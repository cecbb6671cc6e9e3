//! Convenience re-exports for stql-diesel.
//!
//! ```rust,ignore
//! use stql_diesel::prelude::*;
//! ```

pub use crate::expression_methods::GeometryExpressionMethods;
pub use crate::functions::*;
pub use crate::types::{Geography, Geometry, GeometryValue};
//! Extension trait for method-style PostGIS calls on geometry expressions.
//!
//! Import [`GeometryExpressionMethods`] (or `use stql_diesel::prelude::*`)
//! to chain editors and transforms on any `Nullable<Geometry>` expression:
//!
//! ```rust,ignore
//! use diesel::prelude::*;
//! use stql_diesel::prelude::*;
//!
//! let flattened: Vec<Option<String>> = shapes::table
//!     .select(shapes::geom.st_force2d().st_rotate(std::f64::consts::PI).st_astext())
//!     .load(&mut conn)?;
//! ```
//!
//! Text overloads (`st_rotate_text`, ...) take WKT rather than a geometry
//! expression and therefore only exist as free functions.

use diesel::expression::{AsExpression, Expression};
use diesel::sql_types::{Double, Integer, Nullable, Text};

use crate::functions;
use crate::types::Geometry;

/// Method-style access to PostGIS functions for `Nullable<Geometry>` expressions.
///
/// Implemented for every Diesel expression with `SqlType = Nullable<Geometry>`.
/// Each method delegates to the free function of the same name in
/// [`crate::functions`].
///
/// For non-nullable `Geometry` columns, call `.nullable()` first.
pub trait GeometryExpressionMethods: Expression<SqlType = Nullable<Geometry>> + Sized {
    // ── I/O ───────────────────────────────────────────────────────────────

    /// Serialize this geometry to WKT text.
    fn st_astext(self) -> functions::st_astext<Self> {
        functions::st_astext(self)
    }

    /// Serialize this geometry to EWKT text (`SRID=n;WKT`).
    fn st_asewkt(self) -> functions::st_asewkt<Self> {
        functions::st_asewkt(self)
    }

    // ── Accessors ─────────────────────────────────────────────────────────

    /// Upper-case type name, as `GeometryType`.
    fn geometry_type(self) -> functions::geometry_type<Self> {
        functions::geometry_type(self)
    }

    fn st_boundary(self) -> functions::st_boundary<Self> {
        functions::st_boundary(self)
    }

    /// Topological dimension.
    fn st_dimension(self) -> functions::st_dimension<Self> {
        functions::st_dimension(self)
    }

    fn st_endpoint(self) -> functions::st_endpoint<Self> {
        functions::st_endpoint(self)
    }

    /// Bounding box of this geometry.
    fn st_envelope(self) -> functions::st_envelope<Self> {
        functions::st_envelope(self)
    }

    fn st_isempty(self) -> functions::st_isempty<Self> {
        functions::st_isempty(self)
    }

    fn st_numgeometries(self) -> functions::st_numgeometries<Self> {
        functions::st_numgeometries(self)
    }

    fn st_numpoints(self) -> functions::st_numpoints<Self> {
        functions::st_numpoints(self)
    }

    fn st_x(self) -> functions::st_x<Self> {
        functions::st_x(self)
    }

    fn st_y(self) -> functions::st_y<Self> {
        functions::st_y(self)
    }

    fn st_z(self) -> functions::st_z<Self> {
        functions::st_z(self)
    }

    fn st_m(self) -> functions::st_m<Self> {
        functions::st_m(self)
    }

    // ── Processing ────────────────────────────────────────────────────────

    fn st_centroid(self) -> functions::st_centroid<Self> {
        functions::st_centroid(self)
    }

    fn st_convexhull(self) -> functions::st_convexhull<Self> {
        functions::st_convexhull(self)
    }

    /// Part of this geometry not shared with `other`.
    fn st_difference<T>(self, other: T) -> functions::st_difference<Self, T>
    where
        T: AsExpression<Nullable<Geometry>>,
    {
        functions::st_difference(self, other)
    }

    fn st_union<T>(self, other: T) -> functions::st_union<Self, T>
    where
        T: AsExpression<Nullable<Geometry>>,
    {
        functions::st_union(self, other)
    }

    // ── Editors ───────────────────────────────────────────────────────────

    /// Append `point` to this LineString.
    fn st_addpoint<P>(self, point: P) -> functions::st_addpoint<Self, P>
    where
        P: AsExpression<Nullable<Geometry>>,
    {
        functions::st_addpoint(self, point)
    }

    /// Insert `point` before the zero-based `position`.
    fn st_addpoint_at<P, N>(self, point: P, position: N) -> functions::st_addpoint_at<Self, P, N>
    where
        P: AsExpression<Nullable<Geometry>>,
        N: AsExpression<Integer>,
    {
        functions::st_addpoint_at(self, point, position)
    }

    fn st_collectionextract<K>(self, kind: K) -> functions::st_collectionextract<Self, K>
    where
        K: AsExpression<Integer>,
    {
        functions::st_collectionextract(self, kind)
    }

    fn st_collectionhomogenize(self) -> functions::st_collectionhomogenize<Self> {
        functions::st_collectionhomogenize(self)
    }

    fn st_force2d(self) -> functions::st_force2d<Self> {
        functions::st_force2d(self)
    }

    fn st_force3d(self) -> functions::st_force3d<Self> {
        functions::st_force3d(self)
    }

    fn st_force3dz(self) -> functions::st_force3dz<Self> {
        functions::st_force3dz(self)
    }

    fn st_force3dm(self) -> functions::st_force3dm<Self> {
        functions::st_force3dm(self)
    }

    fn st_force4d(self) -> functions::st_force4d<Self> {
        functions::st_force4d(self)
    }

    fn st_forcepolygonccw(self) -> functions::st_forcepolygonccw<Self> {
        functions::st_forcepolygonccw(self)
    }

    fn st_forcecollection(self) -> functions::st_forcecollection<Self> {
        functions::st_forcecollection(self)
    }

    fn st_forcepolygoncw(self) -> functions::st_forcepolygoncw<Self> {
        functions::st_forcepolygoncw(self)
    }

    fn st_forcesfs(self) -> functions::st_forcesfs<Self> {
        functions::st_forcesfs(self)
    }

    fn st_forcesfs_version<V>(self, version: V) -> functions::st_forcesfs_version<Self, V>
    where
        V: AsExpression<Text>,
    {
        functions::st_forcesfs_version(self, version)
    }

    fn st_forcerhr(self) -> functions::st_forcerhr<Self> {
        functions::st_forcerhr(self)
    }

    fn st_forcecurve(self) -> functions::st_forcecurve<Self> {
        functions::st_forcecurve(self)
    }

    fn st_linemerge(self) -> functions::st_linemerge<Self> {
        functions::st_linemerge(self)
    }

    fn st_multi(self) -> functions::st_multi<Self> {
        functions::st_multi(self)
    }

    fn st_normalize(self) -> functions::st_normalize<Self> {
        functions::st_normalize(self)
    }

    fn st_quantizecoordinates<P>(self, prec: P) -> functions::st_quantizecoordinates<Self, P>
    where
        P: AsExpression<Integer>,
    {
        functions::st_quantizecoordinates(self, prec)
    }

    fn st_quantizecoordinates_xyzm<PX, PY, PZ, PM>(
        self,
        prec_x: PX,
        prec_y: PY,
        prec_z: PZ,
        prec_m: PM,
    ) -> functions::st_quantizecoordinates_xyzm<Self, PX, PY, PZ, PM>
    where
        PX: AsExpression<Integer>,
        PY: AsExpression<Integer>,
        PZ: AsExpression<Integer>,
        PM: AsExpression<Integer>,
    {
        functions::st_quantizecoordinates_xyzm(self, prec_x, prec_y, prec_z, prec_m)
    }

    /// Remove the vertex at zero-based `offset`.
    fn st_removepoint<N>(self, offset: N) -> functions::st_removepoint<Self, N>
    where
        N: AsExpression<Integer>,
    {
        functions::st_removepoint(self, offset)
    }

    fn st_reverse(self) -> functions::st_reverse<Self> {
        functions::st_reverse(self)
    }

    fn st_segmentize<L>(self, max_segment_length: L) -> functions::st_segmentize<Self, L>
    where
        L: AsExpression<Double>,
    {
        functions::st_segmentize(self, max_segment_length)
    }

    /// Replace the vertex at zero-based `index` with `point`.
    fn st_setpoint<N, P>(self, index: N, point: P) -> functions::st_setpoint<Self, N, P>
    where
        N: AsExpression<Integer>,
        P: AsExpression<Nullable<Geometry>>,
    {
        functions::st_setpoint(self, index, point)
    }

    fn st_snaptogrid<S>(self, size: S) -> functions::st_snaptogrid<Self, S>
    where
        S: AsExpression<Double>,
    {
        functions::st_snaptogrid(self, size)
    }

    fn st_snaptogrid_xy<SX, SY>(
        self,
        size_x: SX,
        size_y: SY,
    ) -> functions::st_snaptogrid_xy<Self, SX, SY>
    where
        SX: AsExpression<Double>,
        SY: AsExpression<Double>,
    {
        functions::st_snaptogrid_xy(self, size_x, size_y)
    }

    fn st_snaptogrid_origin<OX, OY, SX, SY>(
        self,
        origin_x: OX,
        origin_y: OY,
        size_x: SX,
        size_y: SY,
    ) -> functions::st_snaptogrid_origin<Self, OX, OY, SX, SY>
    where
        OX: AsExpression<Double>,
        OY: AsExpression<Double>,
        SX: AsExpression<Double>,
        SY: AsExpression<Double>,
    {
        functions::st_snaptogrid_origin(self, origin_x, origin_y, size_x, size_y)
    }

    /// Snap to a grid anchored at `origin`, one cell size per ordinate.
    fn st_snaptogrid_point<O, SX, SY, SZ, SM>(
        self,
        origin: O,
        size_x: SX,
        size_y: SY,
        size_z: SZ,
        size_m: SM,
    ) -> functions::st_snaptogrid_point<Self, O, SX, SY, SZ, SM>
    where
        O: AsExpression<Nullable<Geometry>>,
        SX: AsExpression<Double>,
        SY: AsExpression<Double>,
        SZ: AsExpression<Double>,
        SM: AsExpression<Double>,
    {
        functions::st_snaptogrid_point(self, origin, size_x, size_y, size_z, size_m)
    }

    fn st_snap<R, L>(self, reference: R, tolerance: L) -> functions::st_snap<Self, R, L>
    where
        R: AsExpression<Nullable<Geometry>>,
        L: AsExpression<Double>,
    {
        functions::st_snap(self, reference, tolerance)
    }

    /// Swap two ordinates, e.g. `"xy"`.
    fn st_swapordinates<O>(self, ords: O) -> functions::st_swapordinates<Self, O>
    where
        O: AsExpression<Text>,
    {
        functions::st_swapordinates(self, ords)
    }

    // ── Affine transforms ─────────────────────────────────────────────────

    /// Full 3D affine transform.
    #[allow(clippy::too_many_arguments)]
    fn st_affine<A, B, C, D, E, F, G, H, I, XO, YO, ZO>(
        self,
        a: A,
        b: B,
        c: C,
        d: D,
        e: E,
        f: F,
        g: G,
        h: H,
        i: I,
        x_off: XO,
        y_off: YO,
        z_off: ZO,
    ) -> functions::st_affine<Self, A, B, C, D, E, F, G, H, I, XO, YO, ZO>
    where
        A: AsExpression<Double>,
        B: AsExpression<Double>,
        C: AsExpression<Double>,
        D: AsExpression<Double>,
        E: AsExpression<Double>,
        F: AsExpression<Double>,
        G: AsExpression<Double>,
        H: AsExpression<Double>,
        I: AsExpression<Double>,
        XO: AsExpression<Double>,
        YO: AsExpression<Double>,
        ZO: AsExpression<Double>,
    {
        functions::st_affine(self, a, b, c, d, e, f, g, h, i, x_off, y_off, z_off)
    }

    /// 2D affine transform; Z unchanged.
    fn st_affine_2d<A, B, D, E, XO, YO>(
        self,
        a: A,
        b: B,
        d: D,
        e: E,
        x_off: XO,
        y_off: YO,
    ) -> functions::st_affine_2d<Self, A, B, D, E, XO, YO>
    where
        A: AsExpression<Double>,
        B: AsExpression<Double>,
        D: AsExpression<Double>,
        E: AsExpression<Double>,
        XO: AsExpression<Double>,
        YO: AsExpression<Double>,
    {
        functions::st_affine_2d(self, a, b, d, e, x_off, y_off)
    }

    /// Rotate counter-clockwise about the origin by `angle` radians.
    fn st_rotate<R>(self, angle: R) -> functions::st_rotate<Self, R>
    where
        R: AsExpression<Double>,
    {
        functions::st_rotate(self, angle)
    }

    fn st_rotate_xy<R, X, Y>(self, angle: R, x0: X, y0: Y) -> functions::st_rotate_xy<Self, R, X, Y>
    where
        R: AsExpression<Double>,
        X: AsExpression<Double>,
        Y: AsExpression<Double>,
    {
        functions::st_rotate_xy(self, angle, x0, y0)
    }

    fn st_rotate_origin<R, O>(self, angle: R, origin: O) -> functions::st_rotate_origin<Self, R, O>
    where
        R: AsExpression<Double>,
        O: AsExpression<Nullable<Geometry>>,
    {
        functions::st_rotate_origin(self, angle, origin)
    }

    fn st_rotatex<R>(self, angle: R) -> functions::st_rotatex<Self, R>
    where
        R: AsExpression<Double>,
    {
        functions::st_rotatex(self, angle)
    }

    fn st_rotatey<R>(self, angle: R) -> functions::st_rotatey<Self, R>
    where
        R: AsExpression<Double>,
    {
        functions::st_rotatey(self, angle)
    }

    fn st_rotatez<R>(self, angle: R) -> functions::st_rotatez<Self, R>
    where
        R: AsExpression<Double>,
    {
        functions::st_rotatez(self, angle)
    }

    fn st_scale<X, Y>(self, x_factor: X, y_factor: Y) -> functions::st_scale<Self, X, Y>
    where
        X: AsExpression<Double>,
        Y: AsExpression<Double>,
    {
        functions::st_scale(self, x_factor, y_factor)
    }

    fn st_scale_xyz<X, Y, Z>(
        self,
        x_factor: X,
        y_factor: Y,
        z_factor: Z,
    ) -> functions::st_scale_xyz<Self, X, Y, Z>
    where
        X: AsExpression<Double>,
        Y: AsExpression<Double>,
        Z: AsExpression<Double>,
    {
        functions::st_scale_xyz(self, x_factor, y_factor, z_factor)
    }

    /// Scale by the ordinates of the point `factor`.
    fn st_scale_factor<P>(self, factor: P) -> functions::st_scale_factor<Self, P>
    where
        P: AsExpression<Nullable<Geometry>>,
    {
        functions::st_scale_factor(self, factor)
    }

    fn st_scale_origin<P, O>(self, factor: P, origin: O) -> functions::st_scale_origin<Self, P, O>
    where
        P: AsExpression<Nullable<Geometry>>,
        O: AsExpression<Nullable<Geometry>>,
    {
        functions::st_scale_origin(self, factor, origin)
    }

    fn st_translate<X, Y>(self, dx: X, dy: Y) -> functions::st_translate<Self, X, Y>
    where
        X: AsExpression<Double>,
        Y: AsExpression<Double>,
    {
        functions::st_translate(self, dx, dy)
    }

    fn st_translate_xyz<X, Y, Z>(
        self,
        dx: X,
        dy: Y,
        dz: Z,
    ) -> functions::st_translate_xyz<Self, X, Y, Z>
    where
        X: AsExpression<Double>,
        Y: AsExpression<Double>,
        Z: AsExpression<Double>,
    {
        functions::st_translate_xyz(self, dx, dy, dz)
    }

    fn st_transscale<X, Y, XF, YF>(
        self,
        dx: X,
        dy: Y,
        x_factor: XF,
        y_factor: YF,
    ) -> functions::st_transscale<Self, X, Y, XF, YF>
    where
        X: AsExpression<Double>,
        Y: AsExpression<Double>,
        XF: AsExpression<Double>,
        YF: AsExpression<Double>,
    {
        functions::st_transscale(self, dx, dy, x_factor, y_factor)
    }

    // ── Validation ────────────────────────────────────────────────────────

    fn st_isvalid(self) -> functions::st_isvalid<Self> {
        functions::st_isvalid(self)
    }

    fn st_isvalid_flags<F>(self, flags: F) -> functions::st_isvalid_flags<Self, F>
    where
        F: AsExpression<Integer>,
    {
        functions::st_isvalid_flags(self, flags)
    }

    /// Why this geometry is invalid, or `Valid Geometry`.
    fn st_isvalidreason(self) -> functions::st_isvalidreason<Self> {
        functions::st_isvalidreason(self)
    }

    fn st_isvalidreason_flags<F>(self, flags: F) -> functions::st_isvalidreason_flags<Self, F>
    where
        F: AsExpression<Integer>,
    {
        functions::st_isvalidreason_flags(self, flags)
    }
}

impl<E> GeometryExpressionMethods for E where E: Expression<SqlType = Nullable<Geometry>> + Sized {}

• • • • • • •

Where the data above reaches the line holding "on geometry expressions.", begin printing, and stop after the line holding "fn st_boundary(self) ->". Each line must be reproduced exactly, with nothing else added.

//! Extension trait for method-style PostGIS calls on geometry expressions.
//!
//! Import [`GeometryExpressionMethods`] (or `use stql_diesel::prelude::*`)
//! to chain editors and transforms on any `Nullable<Geometry>` expression:
//!
//! ```rust,ignore
//! use diesel::prelude::*;
//! use stql_diesel::prelude::*;
//!
//! let flattened: Vec<Option<String>> = shapes::table
//!     .select(shapes::geom.st_force2d().st_rotate(std::f64::consts::PI).st_astext())
//!     .load(&mut conn)?;
//! ```
//!
//! Text overloads (`st_rotate_text`, ...) take WKT rather than a geometry
//! expression and therefore only exist as free functions.

use diesel::expression::{AsExpression, Expression};
use diesel::sql_types::{Double, Integer, Nullable, Text};

use crate::functions;
use crate::types::Geometry;

/// Method-style access to PostGIS functions for `Nullable<Geometry>` expressions.
///
/// Implemented for every Diesel expression with `SqlType = Nullable<Geometry>`.
/// Each method delegates to the free function of the same name in
/// [`crate::functions`].
///
/// For non-nullable `Geometry` columns, call `.nullable()` first.
pub trait GeometryExpressionMethods: Expression<SqlType = Nullable<Geometry>> + Sized {
    // ── I/O ───────────────────────────────────────────────────────────────

    /// Serialize this geometry to WKT text.
    fn st_astext(self) -> functions::st_astext<Self> {
        functions::st_astext(self)
    }

    /// Serialize this geometry to EWKT text (`SRID=n;WKT`).
    fn st_asewkt(self) -> functions::st_asewkt<Self> {
        functions::st_asewkt(self)
    }

    // ── Accessors ─────────────────────────────────────────────────────────

    /// Upper-case type name, as `GeometryType`.
    fn geometry_type(self) -> functions::geometry_type<Self> {
        functions::geometry_type(self)
    }

    fn st_boundary(self) -> functions::st_boundary<Self> {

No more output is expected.